**Action item**
From the entries below, output the line with "let q = if (normal_z" and each following line up to and including the line with "let column = square_at(0.0, 1.0, 0.0);", exactly as written.

**The data**
_ _ _

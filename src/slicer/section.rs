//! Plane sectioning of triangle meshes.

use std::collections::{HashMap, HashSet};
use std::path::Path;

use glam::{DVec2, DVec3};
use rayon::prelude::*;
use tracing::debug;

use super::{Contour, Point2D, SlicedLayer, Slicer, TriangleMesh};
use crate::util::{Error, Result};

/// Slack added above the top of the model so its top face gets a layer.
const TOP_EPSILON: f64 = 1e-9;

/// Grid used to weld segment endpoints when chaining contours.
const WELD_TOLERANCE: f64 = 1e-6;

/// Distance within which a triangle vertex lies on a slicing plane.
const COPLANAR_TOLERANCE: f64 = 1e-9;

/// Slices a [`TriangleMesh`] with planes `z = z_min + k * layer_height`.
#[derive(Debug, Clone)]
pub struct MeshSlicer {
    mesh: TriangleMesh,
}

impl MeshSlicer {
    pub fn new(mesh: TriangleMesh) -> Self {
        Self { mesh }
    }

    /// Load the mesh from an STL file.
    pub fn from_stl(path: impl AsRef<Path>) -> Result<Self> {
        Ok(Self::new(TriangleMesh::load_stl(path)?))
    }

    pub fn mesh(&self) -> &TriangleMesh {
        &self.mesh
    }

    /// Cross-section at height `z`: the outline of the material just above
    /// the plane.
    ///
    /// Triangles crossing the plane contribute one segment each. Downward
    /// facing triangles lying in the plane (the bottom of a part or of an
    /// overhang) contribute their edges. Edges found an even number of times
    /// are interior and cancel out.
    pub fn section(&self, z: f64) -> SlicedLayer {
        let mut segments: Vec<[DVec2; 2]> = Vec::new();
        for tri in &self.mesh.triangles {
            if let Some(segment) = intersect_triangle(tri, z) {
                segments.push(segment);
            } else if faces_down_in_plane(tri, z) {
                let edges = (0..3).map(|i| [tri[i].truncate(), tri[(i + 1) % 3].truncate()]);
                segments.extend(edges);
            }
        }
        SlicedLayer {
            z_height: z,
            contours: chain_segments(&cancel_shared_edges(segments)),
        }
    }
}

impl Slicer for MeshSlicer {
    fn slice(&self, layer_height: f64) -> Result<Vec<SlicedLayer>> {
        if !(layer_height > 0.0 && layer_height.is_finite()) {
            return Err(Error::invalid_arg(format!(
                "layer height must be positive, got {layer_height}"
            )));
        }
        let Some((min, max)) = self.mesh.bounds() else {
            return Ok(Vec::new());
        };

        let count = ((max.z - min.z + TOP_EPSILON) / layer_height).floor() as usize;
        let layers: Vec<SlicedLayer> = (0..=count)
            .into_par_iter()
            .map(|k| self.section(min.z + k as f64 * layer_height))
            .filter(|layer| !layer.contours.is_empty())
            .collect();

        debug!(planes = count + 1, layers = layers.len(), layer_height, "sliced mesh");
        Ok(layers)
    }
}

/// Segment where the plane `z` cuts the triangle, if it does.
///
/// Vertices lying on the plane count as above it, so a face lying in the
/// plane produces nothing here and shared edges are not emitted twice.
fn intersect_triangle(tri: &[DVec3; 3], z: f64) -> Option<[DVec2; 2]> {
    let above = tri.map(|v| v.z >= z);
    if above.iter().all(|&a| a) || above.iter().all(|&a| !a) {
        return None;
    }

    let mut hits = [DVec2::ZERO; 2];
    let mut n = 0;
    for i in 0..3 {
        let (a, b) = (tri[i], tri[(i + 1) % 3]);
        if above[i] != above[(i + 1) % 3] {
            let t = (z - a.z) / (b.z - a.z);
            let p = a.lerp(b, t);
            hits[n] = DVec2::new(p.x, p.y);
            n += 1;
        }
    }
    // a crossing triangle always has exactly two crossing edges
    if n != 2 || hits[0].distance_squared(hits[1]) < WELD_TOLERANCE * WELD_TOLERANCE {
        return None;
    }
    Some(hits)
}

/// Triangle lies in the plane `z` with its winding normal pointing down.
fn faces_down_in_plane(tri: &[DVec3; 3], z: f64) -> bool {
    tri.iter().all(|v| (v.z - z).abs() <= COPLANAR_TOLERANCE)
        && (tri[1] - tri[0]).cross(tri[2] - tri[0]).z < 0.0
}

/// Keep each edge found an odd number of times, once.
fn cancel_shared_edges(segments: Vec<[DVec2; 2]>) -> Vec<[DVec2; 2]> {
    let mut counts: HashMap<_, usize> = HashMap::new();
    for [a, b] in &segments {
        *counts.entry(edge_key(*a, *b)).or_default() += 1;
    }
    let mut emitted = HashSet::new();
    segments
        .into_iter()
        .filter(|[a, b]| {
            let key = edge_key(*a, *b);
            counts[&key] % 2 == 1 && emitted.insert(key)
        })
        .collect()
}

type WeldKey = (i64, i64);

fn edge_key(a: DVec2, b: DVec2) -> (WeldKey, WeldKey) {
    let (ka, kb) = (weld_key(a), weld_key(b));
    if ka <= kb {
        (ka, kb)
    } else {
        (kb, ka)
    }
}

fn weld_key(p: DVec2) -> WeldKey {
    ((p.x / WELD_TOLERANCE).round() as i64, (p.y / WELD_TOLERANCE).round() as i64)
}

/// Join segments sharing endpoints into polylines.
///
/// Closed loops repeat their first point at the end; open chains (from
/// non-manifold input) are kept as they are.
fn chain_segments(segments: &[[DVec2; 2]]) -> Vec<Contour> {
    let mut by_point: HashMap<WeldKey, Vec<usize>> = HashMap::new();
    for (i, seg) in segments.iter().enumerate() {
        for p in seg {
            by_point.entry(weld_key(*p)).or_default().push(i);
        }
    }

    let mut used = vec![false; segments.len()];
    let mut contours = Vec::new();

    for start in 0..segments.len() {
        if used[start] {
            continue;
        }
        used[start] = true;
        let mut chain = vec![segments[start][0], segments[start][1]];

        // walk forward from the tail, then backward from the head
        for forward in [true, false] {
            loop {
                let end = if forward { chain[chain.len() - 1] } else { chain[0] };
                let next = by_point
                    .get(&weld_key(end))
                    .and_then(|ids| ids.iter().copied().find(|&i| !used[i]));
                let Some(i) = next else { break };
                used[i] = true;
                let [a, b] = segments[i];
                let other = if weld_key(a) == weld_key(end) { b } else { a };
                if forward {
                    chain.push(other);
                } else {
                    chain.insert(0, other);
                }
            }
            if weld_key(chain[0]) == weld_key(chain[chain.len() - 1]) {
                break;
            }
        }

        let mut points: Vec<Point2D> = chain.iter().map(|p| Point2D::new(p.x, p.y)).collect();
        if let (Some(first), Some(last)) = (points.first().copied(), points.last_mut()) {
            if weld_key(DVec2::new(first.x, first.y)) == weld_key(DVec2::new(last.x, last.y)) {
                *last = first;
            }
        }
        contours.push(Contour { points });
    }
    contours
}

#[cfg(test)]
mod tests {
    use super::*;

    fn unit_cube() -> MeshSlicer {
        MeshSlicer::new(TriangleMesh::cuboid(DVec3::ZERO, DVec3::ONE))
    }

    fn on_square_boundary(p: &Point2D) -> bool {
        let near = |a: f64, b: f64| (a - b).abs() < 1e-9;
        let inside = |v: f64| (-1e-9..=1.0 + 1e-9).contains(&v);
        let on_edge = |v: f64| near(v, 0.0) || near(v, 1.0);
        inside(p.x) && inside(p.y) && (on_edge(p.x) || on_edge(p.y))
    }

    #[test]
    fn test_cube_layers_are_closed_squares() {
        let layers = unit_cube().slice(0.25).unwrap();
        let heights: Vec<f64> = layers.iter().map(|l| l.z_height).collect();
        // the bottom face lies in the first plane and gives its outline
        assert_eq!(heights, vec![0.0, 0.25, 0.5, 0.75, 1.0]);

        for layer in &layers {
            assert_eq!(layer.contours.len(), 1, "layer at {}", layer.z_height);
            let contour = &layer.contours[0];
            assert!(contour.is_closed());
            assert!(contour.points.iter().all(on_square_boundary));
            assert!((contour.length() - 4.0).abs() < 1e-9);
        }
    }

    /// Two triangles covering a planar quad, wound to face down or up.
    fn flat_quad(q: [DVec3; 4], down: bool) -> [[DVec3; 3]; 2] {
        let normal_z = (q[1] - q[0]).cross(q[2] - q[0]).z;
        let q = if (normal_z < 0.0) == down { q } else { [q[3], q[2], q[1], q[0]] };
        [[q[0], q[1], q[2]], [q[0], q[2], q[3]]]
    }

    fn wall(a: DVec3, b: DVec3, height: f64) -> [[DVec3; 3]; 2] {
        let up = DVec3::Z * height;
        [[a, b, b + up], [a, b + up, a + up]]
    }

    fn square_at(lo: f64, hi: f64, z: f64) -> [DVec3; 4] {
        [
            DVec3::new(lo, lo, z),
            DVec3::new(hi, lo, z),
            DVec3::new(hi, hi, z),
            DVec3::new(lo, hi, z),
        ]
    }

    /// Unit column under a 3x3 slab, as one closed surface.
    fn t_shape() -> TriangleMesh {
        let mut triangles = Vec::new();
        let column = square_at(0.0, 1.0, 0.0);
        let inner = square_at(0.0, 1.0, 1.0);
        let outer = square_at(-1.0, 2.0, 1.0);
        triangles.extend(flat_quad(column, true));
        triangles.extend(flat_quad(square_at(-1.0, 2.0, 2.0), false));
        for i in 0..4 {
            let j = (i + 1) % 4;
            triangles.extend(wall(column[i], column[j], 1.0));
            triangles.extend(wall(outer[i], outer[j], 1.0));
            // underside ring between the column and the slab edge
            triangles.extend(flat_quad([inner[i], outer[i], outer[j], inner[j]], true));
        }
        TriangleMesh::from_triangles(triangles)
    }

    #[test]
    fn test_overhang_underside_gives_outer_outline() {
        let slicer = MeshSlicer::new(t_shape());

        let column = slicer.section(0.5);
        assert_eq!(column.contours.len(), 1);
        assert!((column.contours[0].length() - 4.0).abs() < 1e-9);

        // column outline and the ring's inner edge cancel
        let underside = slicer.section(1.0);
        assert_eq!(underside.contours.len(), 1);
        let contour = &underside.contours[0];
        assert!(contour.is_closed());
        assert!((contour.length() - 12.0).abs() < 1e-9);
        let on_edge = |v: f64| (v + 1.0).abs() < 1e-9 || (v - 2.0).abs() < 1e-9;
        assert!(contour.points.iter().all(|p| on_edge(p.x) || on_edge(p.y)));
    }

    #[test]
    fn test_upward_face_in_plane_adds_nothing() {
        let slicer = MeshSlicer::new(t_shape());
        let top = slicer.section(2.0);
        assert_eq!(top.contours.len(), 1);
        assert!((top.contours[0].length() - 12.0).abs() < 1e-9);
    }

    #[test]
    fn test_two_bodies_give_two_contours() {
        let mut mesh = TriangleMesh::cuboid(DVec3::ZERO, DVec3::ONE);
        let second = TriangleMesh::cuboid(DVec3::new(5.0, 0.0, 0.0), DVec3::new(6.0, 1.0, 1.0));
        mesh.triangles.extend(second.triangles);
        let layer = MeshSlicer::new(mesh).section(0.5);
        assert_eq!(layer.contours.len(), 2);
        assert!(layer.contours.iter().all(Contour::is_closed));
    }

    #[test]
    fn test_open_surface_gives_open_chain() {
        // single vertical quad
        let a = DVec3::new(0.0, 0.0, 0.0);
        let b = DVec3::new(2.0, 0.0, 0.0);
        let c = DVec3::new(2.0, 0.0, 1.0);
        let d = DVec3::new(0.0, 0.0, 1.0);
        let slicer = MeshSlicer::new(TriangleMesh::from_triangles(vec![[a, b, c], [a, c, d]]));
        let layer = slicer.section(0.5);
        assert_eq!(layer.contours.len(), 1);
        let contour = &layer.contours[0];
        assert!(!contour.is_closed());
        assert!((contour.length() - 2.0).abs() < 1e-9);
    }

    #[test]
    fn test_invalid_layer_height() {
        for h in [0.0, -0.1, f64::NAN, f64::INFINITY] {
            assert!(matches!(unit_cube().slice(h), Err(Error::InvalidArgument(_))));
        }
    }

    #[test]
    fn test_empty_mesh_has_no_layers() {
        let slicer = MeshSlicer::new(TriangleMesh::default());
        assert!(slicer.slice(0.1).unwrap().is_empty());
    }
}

_ _ _

**Reply to the task**
        let q = if (normal_z < 0.0) == down { q } else { [q[3], q[2], q[1], q[0]] };
        [[q[0], q[1], q[2]], [q[0], q[2], q[3]]]
    }

    fn wall(a: DVec3, b: DVec3, height: f64) -> [[DVec3; 3]; 2] {
        let up = DVec3::Z * height;
        [[a, b, b + up], [a, b + up, a + up]]
    }

    fn square_at(lo: f64, hi: f64, z: f64) -> [DVec3; 4] {
        [
            DVec3::new(lo, lo, z),
            DVec3::new(hi, lo, z),
            DVec3::new(hi, hi, z),
            DVec3::new(lo, hi, z),
        ]
    }

    /// Unit column under a 3x3 slab, as one closed surface.
    fn t_shape() -> TriangleMesh {
        let mut triangles = Vec::new();
        let column = square_at(0.0, 1.0, 0.0);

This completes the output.